Source data:
========================

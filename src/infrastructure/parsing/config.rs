//! Parsing configuration for HTML extraction
//!
//! Centralized locator tables and phrase lists. Everything here is plain data,
//! compiled once when the link collector, pagination controller or field
//! specs are constructed.

use serde::{Deserialize, Serialize};
use std::collections::BTreeMap;

/// Root of the detail page content area on the current course page layout
const MAIN: &str = "body > div:nth-of-type(2) > div > main";

/// Root of the results area on category listing pages
const LISTING: &str = "body > div:nth-of-type(2) > div > div > div > div:nth-of-type(3) > div:nth-of-type(1) > div";

/// A structural query against a rendered page: a CSS selector, optionally
/// narrowed to elements whose text contains (or equals) a phrase.
#[derive(Debug, Clone, PartialEq, Eq, Serialize, Deserialize)]
pub struct Locator {
    pub css: String,
    #[serde(default)]
    pub text: Option<String>,
    #[serde(default)]
    pub exact: bool,
}

impl Locator {
    pub fn css(css: &str) -> Self {
        Self {
            css: css.to_string(),
            text: None,
            exact: false,
        }
    }

    pub fn with_text(css: &str, text: &str) -> Self {
        Self {
            css: css.to_string(),
            text: Some(text.to_string()),
            exact: false,
        }
    }

    pub fn with_exact_text(css: &str, text: &str) -> Self {
        Self {
            css: css.to_string(),
            text: Some(text.to_string()),
            exact: true,
        }
    }

    /// Whether an element's normalized text satisfies the text constraint
    pub fn text_matches(&self, element_text: &str) -> bool {
        match &self.text {
            None => true,
            Some(wanted) if self.exact => element_text.trim().eq_ignore_ascii_case(wanted.trim()),
            Some(wanted) => element_text.to_lowercase().contains(&wanted.to_lowercase()),
        }
    }
}

/// A CSS selector with the label it reports under in provenance output
#[derive(Debug, Clone, PartialEq, Eq, Serialize, Deserialize)]
pub struct NamedSelector {
    pub label: String,
    pub css: String,
}

fn named(label: &str, css: &str) -> NamedSelector {
    NamedSelector {
        label: label.to_string(),
        css: css.to_string(),
    }
}

fn main_path(rest: &str) -> String {
    format!("{MAIN} > {rest}")
}

/// Complete selector configuration
#[derive(Debug, Clone, Default, Serialize, Deserialize)]
#[serde(default)]
pub struct SelectorConfig {
    pub listing: ListingSelectors,
    pub pagination: PaginationSelectors,
    pub discovery: DiscoverySelectors,
    pub detail: DetailSelectors,
}

/// Selectors for detail-page links on category listing pages
#[derive(Debug, Clone, Serialize, Deserialize)]
#[serde(default)]
pub struct ListingSelectors {
    /// Exact structural locator for course card links
    pub primary_link: String,
    /// Layout-agnostic locator: any link into a detail page
    pub fallback_link: String,
    /// Minimal "content present" signal awaited after navigation
    pub content_present: Locator,
    /// Element captured before advancing, awaited to go stale
    pub reference_element: Locator,
}

impl Default for ListingSelectors {
    fn default() -> Self {
        Self {
            primary_link: format!(
                "{LISTING} > div:nth-of-type(10) > div > section > div > div > div > div:nth-of-type(3) > div > div > div:nth-of-type(2) > div:nth-of-type(1) > div > ul > li > div > div > div > div > div > div:nth-of-type(2) > div:nth-of-type(1) > div:nth-of-type(2) > a[href]"
            ),
            fallback_link: "a[href*='/learn/']".to_string(),
            content_present: Locator::css("a"),
            reference_element: Locator::css("a[href*='/learn/']"),
        }
    }
}

/// Locators for the "next page" control and consent banners
#[derive(Debug, Clone, Serialize, Deserialize)]
#[serde(default)]
pub struct PaginationSelectors {
    /// Ordered: exact locator first, then layout-agnostic fallbacks
    pub next: Vec<Locator>,
    pub cookie_accept: Vec<Locator>,
}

========================

**Prompt:**
Each line holding the word "awaited" must be pulled from the records.

**Final answer:**
    /// Minimal "content present" signal awaited after navigation
    /// Element captured before advancing, awaited to go stale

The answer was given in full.